▶ [Task to carry out]: Give the records again in full, exactly as they appear.

^^^^^^^^

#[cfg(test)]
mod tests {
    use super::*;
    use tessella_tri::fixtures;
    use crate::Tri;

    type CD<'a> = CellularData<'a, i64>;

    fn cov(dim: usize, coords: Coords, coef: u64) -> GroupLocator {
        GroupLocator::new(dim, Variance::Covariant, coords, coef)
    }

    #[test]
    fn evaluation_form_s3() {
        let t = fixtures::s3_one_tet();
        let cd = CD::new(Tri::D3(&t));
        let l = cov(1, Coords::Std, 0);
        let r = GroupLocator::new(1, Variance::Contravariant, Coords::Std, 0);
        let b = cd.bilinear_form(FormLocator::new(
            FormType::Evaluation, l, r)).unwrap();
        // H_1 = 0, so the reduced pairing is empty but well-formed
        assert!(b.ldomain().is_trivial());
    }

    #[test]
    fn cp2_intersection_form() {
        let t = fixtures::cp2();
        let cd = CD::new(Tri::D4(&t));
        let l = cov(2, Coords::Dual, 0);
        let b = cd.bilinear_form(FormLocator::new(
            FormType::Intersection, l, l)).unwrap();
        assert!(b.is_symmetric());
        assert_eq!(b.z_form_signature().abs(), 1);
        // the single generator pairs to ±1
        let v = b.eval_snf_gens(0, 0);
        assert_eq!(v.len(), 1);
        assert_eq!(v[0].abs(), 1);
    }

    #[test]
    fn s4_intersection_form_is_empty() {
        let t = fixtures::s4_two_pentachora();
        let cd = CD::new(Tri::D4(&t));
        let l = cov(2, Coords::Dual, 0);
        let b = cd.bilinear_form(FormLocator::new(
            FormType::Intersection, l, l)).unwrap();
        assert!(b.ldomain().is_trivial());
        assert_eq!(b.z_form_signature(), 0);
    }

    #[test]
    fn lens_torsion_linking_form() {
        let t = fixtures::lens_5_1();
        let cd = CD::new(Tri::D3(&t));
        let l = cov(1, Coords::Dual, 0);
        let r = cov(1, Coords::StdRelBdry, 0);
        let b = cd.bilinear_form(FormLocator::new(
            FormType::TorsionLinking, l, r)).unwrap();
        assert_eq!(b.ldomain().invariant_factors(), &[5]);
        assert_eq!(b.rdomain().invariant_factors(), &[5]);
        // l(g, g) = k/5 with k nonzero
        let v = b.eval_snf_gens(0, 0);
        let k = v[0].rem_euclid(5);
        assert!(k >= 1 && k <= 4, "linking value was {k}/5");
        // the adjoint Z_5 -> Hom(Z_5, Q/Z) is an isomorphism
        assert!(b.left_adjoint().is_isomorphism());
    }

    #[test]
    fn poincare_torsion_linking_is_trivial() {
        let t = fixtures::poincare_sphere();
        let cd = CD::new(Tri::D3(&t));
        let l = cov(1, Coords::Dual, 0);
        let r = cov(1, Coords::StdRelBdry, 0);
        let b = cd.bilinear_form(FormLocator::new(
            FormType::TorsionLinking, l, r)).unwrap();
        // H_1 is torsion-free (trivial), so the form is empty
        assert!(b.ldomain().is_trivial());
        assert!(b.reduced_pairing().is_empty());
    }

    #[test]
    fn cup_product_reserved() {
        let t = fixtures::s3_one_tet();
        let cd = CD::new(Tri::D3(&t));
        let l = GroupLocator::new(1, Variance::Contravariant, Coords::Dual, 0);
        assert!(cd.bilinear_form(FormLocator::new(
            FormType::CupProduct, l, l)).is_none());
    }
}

^^^^^^^^

▶ [Solution for this exercise]:
#[cfg(test)]
mod tests {
    use super::*;
    use tessella_tri::fixtures;
    use crate::Tri;

    type CD<'a> = CellularData<'a, i64>;

    fn cov(dim: usize, coords: Coords, coef: u64) -> GroupLocator {
        GroupLocator::new(dim, Variance::Covariant, coords, coef)
    }

    #[test]
    fn evaluation_form_s3() {
        let t = fixtures::s3_one_tet();
        let cd = CD::new(Tri::D3(&t));
        let l = cov(1, Coords::Std, 0);
        let r = GroupLocator::new(1, Variance::Contravariant, Coords::Std, 0);
        let b = cd.bilinear_form(FormLocator::new(
            FormType::Evaluation, l, r)).unwrap();
        // H_1 = 0, so the reduced pairing is empty but well-formed
        assert!(b.ldomain().is_trivial());
    }

    #[test]
    fn cp2_intersection_form() {
        let t = fixtures::cp2();
        let cd = CD::new(Tri::D4(&t));
        let l = cov(2, Coords::Dual, 0);
        let b = cd.bilinear_form(FormLocator::new(
            FormType::Intersection, l, l)).unwrap();
        assert!(b.is_symmetric());
        assert_eq!(b.z_form_signature().abs(), 1);
        // the single generator pairs to ±1
        let v = b.eval_snf_gens(0, 0);
        assert_eq!(v.len(), 1);
        assert_eq!(v[0].abs(), 1);
    }

    #[test]
    fn s4_intersection_form_is_empty() {
        let t = fixtures::s4_two_pentachora();
        let cd = CD::new(Tri::D4(&t));
        let l = cov(2, Coords::Dual, 0);
        let b = cd.bilinear_form(FormLocator::new(
            FormType::Intersection, l, l)).unwrap();
        assert!(b.ldomain().is_trivial());
        assert_eq!(b.z_form_signature(), 0);
    }

    #[test]
    fn lens_torsion_linking_form() {
        let t = fixtures::lens_5_1();
        let cd = CD::new(Tri::D3(&t));
        let l = cov(1, Coords::Dual, 0);
        let r = cov(1, Coords::StdRelBdry, 0);
        let b = cd.bilinear_form(FormLocator::new(
            FormType::TorsionLinking, l, r)).unwrap();
        assert_eq!(b.ldomain().invariant_factors(), &[5]);
        assert_eq!(b.rdomain().invariant_factors(), &[5]);
        // l(g, g) = k/5 with k nonzero
        let v = b.eval_snf_gens(0, 0);
        let k = v[0].rem_euclid(5);
        assert!(k >= 1 && k <= 4, "linking value was {k}/5");
        // the adjoint Z_5 -> Hom(Z_5, Q/Z) is an isomorphism
        assert!(b.left_adjoint().is_isomorphism());
    }

    #[test]
    fn poincare_torsion_linking_is_trivial() {
        let t = fixtures::poincare_sphere();
        let cd = CD::new(Tri::D3(&t));
        let l = cov(1, Coords::Dual, 0);
        let r = cov(1, Coords::StdRelBdry, 0);
        let b = cd.bilinear_form(FormLocator::new(
            FormType::TorsionLinking, l, r)).unwrap();
        // H_1 is torsion-free (trivial), so the form is empty
        assert!(b.ldomain().is_trivial());
        assert!(b.reduced_pairing().is_empty());
    }

    #[test]
    fn cup_product_reserved() {
        let t = fixtures::s3_one_tet();
        let cd = CD::new(Tri::D3(&t));
        let l = GroupLocator::new(1, Variance::Contravariant, Coords::Dual, 0);
        assert!(cd.bilinear_form(FormLocator::new(
            FormType::CupProduct, l, l)).is_none());
    }
}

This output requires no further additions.